• **What you will do**
Copy every line of the entries that includes the word "head".

• **Listed records**
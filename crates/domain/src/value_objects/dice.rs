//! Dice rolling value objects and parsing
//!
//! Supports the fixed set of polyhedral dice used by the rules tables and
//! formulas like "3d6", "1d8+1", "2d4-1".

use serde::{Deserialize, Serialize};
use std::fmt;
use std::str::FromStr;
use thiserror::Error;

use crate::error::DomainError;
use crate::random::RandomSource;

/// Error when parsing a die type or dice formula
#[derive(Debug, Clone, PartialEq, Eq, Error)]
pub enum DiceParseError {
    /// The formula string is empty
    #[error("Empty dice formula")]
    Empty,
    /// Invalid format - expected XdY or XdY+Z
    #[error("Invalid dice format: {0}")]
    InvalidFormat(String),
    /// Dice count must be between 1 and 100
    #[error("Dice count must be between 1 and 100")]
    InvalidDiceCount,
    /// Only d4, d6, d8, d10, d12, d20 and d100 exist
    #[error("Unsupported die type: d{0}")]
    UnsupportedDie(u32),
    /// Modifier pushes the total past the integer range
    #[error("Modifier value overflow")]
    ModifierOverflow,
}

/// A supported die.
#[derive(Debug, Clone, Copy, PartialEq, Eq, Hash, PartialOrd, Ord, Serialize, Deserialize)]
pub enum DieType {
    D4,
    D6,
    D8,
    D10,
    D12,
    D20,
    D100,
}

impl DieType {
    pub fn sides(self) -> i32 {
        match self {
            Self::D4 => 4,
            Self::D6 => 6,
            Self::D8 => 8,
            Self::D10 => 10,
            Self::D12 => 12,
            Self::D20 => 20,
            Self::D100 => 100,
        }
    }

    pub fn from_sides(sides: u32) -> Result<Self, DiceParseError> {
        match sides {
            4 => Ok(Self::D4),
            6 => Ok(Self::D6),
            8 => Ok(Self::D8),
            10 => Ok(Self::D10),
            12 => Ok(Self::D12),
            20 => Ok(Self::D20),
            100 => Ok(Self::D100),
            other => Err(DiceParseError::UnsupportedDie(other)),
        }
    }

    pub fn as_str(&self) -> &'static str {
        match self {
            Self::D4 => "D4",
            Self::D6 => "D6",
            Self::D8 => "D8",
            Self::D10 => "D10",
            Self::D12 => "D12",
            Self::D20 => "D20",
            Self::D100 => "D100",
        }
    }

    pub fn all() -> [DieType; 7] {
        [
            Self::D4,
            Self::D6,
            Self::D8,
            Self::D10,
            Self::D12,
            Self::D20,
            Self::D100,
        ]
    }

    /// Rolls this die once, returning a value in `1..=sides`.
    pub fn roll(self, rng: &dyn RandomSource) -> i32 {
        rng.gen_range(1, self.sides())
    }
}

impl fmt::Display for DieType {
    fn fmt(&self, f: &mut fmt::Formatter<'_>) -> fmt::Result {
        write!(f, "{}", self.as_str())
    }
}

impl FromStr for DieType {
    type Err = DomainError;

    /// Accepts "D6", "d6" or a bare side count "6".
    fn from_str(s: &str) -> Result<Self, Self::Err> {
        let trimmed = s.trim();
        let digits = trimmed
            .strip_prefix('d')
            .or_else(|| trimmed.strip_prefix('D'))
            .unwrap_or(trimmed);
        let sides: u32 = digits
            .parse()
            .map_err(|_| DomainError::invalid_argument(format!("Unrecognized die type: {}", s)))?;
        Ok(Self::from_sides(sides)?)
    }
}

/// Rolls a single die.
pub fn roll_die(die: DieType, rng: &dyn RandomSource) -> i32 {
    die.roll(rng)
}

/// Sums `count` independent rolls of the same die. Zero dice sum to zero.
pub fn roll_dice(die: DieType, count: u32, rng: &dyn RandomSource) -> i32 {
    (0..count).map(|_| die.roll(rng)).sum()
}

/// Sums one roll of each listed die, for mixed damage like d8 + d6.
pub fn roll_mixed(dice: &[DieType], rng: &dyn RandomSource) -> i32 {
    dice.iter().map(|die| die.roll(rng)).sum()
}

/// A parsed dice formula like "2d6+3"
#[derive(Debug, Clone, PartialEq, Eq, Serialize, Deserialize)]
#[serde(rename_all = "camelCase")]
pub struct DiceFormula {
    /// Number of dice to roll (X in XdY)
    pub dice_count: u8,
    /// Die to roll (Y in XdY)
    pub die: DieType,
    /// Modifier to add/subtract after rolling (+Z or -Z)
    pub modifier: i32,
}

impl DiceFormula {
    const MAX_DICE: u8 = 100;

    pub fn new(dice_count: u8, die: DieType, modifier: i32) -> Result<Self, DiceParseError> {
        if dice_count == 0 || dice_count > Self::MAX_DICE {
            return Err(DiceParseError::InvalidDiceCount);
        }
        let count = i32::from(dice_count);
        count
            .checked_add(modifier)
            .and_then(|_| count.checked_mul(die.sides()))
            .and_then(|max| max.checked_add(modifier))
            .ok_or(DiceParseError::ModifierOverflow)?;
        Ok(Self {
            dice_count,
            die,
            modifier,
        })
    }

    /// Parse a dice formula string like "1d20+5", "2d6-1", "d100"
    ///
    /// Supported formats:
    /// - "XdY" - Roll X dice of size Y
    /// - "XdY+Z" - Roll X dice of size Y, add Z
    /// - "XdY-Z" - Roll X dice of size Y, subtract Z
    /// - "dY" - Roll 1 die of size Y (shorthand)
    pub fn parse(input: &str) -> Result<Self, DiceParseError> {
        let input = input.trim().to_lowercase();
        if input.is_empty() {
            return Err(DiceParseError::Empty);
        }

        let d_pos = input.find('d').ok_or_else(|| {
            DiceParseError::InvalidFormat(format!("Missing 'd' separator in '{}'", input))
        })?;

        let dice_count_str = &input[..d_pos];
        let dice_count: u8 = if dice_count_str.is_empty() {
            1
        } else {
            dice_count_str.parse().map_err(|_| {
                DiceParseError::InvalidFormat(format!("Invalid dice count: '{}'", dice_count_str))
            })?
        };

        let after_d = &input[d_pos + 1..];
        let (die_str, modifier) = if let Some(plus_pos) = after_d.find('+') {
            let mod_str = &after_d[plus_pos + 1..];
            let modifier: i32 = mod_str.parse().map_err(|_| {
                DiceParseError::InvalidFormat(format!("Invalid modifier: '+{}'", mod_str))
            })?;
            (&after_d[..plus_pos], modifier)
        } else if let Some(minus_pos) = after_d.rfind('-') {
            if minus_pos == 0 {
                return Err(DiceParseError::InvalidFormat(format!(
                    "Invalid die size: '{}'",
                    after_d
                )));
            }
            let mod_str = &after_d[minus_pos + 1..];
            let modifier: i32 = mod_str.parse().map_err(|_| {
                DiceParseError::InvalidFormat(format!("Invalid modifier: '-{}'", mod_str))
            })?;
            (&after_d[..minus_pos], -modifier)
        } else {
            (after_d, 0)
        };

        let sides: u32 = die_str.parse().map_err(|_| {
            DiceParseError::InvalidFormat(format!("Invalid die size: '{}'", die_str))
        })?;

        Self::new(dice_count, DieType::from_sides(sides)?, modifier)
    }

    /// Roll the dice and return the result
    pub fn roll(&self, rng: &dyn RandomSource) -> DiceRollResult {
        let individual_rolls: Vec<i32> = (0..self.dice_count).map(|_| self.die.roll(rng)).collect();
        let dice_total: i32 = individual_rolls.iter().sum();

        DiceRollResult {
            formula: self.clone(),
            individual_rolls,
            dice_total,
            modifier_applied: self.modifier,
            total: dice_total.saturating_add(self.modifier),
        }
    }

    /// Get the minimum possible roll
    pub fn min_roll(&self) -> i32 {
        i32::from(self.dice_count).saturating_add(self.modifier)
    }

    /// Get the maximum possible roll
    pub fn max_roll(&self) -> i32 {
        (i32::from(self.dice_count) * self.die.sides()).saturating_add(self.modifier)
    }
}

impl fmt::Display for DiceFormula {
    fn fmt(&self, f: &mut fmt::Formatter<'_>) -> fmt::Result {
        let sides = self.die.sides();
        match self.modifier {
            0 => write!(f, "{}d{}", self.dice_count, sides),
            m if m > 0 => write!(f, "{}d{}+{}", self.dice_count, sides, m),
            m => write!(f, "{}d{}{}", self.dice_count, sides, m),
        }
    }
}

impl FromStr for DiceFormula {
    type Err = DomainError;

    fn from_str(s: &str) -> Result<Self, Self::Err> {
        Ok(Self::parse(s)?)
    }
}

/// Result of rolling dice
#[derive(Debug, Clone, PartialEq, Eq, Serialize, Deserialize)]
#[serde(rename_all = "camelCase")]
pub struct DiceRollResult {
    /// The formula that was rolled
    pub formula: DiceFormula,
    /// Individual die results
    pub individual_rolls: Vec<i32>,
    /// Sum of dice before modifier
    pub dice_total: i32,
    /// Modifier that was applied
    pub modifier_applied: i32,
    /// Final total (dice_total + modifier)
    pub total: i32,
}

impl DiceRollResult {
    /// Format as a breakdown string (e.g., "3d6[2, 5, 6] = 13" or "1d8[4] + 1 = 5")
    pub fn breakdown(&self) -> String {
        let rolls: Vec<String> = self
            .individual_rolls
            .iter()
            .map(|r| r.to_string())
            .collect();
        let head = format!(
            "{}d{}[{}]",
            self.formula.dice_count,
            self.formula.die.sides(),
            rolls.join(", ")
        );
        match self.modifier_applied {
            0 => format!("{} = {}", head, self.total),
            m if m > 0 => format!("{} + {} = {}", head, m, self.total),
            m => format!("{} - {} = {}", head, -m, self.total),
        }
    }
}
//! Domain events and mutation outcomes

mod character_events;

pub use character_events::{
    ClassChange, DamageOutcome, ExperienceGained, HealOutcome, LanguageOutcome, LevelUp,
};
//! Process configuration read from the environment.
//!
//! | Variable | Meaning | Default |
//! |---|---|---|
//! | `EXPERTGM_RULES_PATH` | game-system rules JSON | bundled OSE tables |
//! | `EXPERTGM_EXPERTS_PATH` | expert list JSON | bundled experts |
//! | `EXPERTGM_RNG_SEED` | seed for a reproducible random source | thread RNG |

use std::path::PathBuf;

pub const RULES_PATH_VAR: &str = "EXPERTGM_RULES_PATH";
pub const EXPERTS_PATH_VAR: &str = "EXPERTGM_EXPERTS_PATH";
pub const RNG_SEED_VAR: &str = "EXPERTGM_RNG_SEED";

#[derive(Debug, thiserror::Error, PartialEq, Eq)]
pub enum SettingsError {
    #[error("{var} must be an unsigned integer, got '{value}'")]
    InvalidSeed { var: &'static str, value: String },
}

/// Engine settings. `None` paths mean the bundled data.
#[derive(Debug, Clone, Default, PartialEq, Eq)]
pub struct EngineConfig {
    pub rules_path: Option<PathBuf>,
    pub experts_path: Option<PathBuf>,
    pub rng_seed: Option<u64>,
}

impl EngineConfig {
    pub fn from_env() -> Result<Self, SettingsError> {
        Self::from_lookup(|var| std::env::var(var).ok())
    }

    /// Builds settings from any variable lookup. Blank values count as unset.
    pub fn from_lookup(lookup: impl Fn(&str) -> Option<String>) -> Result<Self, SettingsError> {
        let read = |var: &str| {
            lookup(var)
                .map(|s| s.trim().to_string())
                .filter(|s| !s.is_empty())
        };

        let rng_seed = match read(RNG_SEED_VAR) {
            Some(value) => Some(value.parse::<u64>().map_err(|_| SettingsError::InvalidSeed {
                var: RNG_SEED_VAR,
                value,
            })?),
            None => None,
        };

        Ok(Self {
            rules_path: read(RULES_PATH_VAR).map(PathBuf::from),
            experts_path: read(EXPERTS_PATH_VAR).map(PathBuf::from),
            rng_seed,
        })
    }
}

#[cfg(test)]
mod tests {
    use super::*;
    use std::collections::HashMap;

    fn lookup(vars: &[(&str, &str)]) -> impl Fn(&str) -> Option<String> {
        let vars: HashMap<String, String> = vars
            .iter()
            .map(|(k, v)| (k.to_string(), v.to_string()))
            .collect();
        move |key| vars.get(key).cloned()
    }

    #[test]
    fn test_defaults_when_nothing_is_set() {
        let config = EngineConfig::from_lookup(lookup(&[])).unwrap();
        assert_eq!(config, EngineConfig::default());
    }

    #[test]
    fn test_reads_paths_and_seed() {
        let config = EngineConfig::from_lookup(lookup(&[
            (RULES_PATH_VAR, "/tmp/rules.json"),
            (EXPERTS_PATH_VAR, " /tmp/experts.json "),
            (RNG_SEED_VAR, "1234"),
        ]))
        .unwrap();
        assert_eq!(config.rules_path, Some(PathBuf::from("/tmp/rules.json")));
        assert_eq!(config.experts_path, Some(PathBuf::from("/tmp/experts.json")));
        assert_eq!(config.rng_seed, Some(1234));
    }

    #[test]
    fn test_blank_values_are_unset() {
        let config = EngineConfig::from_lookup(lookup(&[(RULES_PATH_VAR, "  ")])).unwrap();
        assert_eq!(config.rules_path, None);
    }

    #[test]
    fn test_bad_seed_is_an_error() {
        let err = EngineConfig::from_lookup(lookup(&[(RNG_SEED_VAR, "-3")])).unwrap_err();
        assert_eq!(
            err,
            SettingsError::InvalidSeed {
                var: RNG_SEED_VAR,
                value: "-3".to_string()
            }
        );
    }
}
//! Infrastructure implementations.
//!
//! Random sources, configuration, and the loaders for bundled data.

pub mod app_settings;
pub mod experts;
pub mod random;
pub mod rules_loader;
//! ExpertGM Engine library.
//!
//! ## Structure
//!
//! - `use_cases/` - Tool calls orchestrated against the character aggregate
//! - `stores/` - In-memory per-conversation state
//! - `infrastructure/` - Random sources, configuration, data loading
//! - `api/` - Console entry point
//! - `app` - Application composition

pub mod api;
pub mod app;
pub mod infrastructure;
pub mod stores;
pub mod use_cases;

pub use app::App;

• **Written solution**
        let head = format!(
            0 => format!("{} = {}", head, self.total),
            m if m > 0 => format!("{} + {} = {}", head, m, self.total),
            m => format!("{} - {} = {}", head, -m, self.total),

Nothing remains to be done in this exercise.